**Work required:** Begin at the line containing "only prints it" in the data below and go on through the line containing "let value = value.strip_prefix(':').unwrap_or(value).trim();", repeating each line exactly; include both ends and no other line.

**Dataset records:**
● ● ● ● ● ● ●

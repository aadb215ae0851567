//! Reply line parsing

use vaddrust_types::{CameraState, Field, FieldKind, Level};

use crate::constants::SYSTEM_VERSION;

/// A recognized reply line
#[derive(Debug, Clone, PartialEq, Eq)]
pub enum Reply {
    /// Answer to `version`, carrying the whole line
    SystemVersion(String),

    /// Flag field with its literal token
    Flag(Field, String),

    /// Level field, possibly invalid
    Level(Field, Level),
}

impl Reply {
    /// Field this reply updates, if any
    pub fn field(&self) -> Option<Field> {
        match self {
            Self::SystemVersion(_) => None,
            Self::Flag(field, _) | Self::Level(field, _) => Some(*field),
        }
    }

    /// Write the reply into `state`
    pub fn apply(&self, state: &mut CameraState) -> Option<Field> {
        let stored = match self {
            Self::SystemVersion(_) => false,
            Self::Flag(field, token) => state.set_flag(*field, token.as_str()),
            Self::Level(field, level) => state.set_level(*field, *level),
        };

        self.field().filter(|_| stored)
    }
}

/// Recognize a reply line
///
/// Keys are matched case-sensitively as line prefixes, first match wins,
/// in [`Field::ALL`] order. The value is whatever follows the key, minus
/// an optional `:` and surrounding whitespace. Trailing `\r` is ignored.
///
/// The `:` is accepted after every key, so `gain: 6` reads as 6. Firmware
/// only prints it after `auto_focus`, `led`, `mute` and `standby`; clients
/// that strip it for those keys alone read `gain: 6` as an invalid level.
pub fn parse(line: &str) -> Option<Reply> {
    let line = line.trim_end_matches('\r');

    if line.contains(SYSTEM_VERSION) {
        return Some(Reply::SystemVersion(line.to_string()));
    }

    let field = Field::ALL
        .into_iter()
        .find(|field| line.starts_with(field.key()))?;

    let rest = &line[field.key().len()..];
    let value = rest.trim_start();
    let value = value.strip_prefix(':').unwrap_or(value).trim();

    Some(match field.kind() {
        FieldKind::Flag => Reply::Flag(field, value.to_string()),
        FieldKind::Level => Reply::Level(field, Level::parse(value)),
    })
}
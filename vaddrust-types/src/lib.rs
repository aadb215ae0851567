//! Type definitions for vaddrust

pub mod config;
pub mod device_info;
pub mod error;
pub mod speeds;
pub mod state;

pub use config::ConnectionConfig;
pub use device_info::DeviceInfo;
pub use error::{Error, Result};
pub use speeds::{Axis, Speeds};
pub use state::{CameraState, Field, FieldKind, Level};
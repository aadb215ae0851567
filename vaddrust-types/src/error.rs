pub type Result<T> = std::result::Result<T, Error>;

#[derive(Debug, thiserror::Error)]
pub enum Error {
    #[error("Validation error: {0}")]
    Validation(String),
    
    #[error("Parse error: {0}")]
    Parse(String),
}
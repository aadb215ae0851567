//! Connection configuration

use std::fmt;
use std::time::Duration;

use crate::error::{Error, Result};

/// Connection settings for one camera
///
/// A config is treated as immutable for the lifetime of a connection
/// attempt. Changing the host (or port) requires a full reconnect, see
/// [`ConnectionConfig::requires_reconnect`].
#[derive(Clone, PartialEq, Eq)]
pub struct ConnectionConfig {
    /// Camera host name or IP address
    pub host: String,

    /// Telnet port (default: 23)
    pub port: u16,

    /// Shell login name
    pub username: String,

    /// Shell password
    pub password: String,

    /// Run the recurring status poll after catch-up
    pub polling_enabled: bool,

    /// Seconds between status polls (1..=999)
    pub polling_interval_secs: u64,

    /// Store presets without a speed argument (older firmware)
    pub store_without_speed: bool,
}

impl ConnectionConfig {
    /// Default telnet port
    pub const DEFAULT_PORT: u16 = 23;

    /// Default polling interval in seconds
    pub const DEFAULT_POLLING_INTERVAL: u64 = 5;

    /// Largest accepted polling interval in seconds
    pub const MAX_POLLING_INTERVAL: u64 = 999;

    /// Create a config for `host` with factory credentials
    pub fn new(host: impl Into<String>) -> Self {
        Self {
            host: host.into(),
            ..Self::default()
        }
    }

    /// Set telnet port
    pub fn with_port(mut self, port: u16) -> Self {
        self.port = port;
        self
    }

    /// Set login credentials
    pub fn with_credentials(mut self, username: impl Into<String>, password: impl Into<String>) -> Self {
        self.username = username.into();
        self.password = password.into();
        self
    }

    /// Enable or disable the recurring status poll
    pub fn with_polling(mut self, enabled: bool) -> Self {
        self.polling_enabled = enabled;
        self
    }

    /// Set polling interval in seconds
    pub fn with_polling_interval(mut self, secs: u64) -> Self {
        self.polling_interval_secs = secs;
        self
    }

    /// Store presets without a speed argument
    pub fn with_store_without_speed(mut self, enabled: bool) -> Self {
        self.store_without_speed = enabled;
        self
    }

    /// Polling interval as a [`Duration`]
    pub fn polling_interval(&self) -> Duration {
        Duration::from_secs(self.polling_interval_secs)
    }

    /// `host:port` string used for address resolution
    pub fn address(&self) -> String {
        format!("{}:{}", self.host, self.port)
    }

    /// Check that the config can be used for a connection attempt
    pub fn validate(&self) -> Result<()> {
        if self.host.trim().is_empty() {
            return Err(Error::Validation("host must not be empty".into()));
        }

        if self.username.is_empty() {
            return Err(Error::Validation("username must not be empty".into()));
        }

        if !(1..=Self::MAX_POLLING_INTERVAL).contains(&self.polling_interval_secs) {
            return Err(Error::Validation(format!(
                "polling interval must be 1..={} seconds, got {}",
                Self::MAX_POLLING_INTERVAL,
                self.polling_interval_secs
            )));
        }

        Ok(())
    }

    /// Whether switching from `self` to `next` needs a new connection
    pub fn requires_reconnect(&self, next: &ConnectionConfig) -> bool {
        self.host != next.host || self.port != next.port
    }
}

impl Default for ConnectionConfig {
    fn default() -> Self {
        Self {
            host: String::new(),
            port: Self::DEFAULT_PORT,
            username: "admin".to_string(),
            password: "password".to_string(),
            polling_enabled: true,
            polling_interval_secs: Self::DEFAULT_POLLING_INTERVAL,
            store_without_speed: false,
        }
    }
}

// Keep the password out of logs
impl fmt::Debug for ConnectionConfig {
    fn fmt(&self, f: &mut fmt::Formatter<'_>) -> fmt::Result {
        f.debug_struct("ConnectionConfig")
            .field("host", &self.host)
            .field("port", &self.port)
            .field("username", &self.username)
            .field("password", &"***")
            .field("polling_enabled", &self.polling_enabled)
            .field("polling_interval_secs", &self.polling_interval_secs)
            .field("store_without_speed", &self.store_without_speed)
            .finish()
    }
}

#[cfg(test)]
mod tests {
    use super::*;
    use pretty_assertions::assert_eq;

    #[test]
    fn test_config_defaults() {
        let config = ConnectionConfig::new("10.0.0.5");

        assert_eq!(config.host, "10.0.0.5");
        assert_eq!(config.port, 23);
        assert_eq!(config.username, "admin");
        assert_eq!(config.password, "password");
        assert!(config.polling_enabled);
        assert_eq!(config.polling_interval(), Duration::from_secs(5));
        assert!(!config.store_without_speed);
        assert!(config.validate().is_ok());
    }

    #[test]
    fn test_config_validation() {
        assert!(ConnectionConfig::default().validate().is_err());
        assert!(ConnectionConfig::new("cam").with_polling_interval(0).validate().is_err());
        assert!(ConnectionConfig::new("cam").with_polling_interval(1000).validate().is_err());
        assert!(ConnectionConfig::new("cam").with_credentials("", "x").validate().is_err());
        assert!(ConnectionConfig::new("cam").with_polling_interval(999).validate().is_ok());
    }

    #[test]
    fn test_requires_reconnect() {
        let config = ConnectionConfig::new("cam-a");

        assert!(config.requires_reconnect(&ConnectionConfig::new("cam-b")));
        assert!(config.requires_reconnect(&config.clone().with_port(2323)));
        assert!(!config.requires_reconnect(&config.clone().with_polling(false)));
    }

    #[test]
    fn test_debug_hides_password() {
        let config = ConnectionConfig::new("cam").with_credentials("admin", "hunter2");
        let debug = format!("{:?}", config);

        assert!(!debug.contains("hunter2"));
    }
}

● ● ● ● ● ● ●

**Task output:**
/// only prints it after `auto_focus`, `led`, `mute` and `standby`; clients
/// that strip it for those keys alone read `gain: 6` as an invalid level.
pub fn parse(line: &str) -> Option<Reply> {
    let line = line.trim_end_matches('\r');

    if line.contains(SYSTEM_VERSION) {
        return Some(Reply::SystemVersion(line.to_string()));
    }

    let field = Field::ALL
        .into_iter()
        .find(|field| line.starts_with(field.key()))?;

    let rest = &line[field.key().len()..];
    let value = rest.trim_start();
    let value = value.strip_prefix(':').unwrap_or(value).trim();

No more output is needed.